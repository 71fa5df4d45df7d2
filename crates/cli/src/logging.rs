use crate::flags::Verbosity;
use anyhow::{Context, Result};
use std::fs::{File, OpenOptions};
use std::io::{self, Write};
use std::path::Path;

/// Copies every log record to stderr and the log file
struct Tee {
    file: File,
}

impl Write for Tee {
    fn write(&mut self, buf: &[u8]) -> io::Result<usize> {
        io::stderr().write_all(buf)?;
        self.file.write_all(buf)?;
        Ok(buf.len())
    }

    fn flush(&mut self) -> io::Result<()> {
        io::stderr().flush()?;
        self.file.flush()
    }
}

fn open_log(path: &Path) -> Result<File> {
    OpenOptions::new()
        .create(true)
        .append(true)
        .open(path)
        .with_context(|| format!("Failed to open log file {}", path.display()))
}

pub(crate) fn init(verbosity: Verbosity, log_file: &Path) -> Result<()> {
    let mut builder =
        env_logger::Builder::from_env(env_logger::Env::default().default_filter_or("info"));
    match verbosity {
        Verbosity::Quiet => {
            builder.filter_level(log::LevelFilter::Warn);
        }
        Verbosity::Debug => {
            builder.filter_level(log::LevelFilter::Debug);
        }
        Verbosity::Screen | Verbosity::File | Verbosity::Both => {}
    }

    let target = if verbosity.writes_file() {
        let file = open_log(log_file)?;
        if verbosity.writes_screen() {
            env_logger::Target::Pipe(Box::new(Tee { file }))
        } else {
            env_logger::Target::Pipe(Box::new(file))
        }
    } else {
        env_logger::Target::Stderr
    };

    builder.target(target).try_init().context("Logger already initialized")?;
    Ok(())
}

========

PROBLEM STATEMENT — Hand back the material above in full, exactly as written.

SOLUTION FOR THIS PROBLEM —
repository 71fa5df4d45df7d2
filename crates/cli/src/logging.rs
use crate::flags::Verbosity;
use anyhow::{Context, Result};
use std::fs::{File, OpenOptions};
use std::io::{self, Write};
use std::path::Path;

/// Copies every log record to stderr and the log file
struct Tee {
    file: File,
}

impl Write for Tee {
    fn write(&mut self, buf: &[u8]) -> io::Result<usize> {
        io::stderr().write_all(buf)?;
        self.file.write_all(buf)?;
        Ok(buf.len())
    }

    fn flush(&mut self) -> io::Result<()> {
        io::stderr().flush()?;
        self.file.flush()
    }
}

fn open_log(path: &Path) -> Result<File> {
    OpenOptions::new()
        .create(true)
        .append(true)
        .open(path)
        .with_context(|| format!("Failed to open log file {}", path.display()))
}

pub(crate) fn init(verbosity: Verbosity, log_file: &Path) -> Result<()> {
    let mut builder =
        env_logger::Builder::from_env(env_logger::Env::default().default_filter_or("info"));
    match verbosity {
        Verbosity::Quiet => {
            builder.filter_level(log::LevelFilter::Warn);
        }
        Verbosity::Debug => {
            builder.filter_level(log::LevelFilter::Debug);
        }
        Verbosity::Screen | Verbosity::File | Verbosity::Both => {}
    }

    let target = if verbosity.writes_file() {
        let file = open_log(log_file)?;
        if verbosity.writes_screen() {
            env_logger::Target::Pipe(Box::new(Tee { file }))
        } else {
            env_logger::Target::Pipe(Box::new(file))
        }
    } else {
        env_logger::Target::Stderr
    };

    builder.target(target).try_init().context("Logger already initialized")?;
    Ok(())
}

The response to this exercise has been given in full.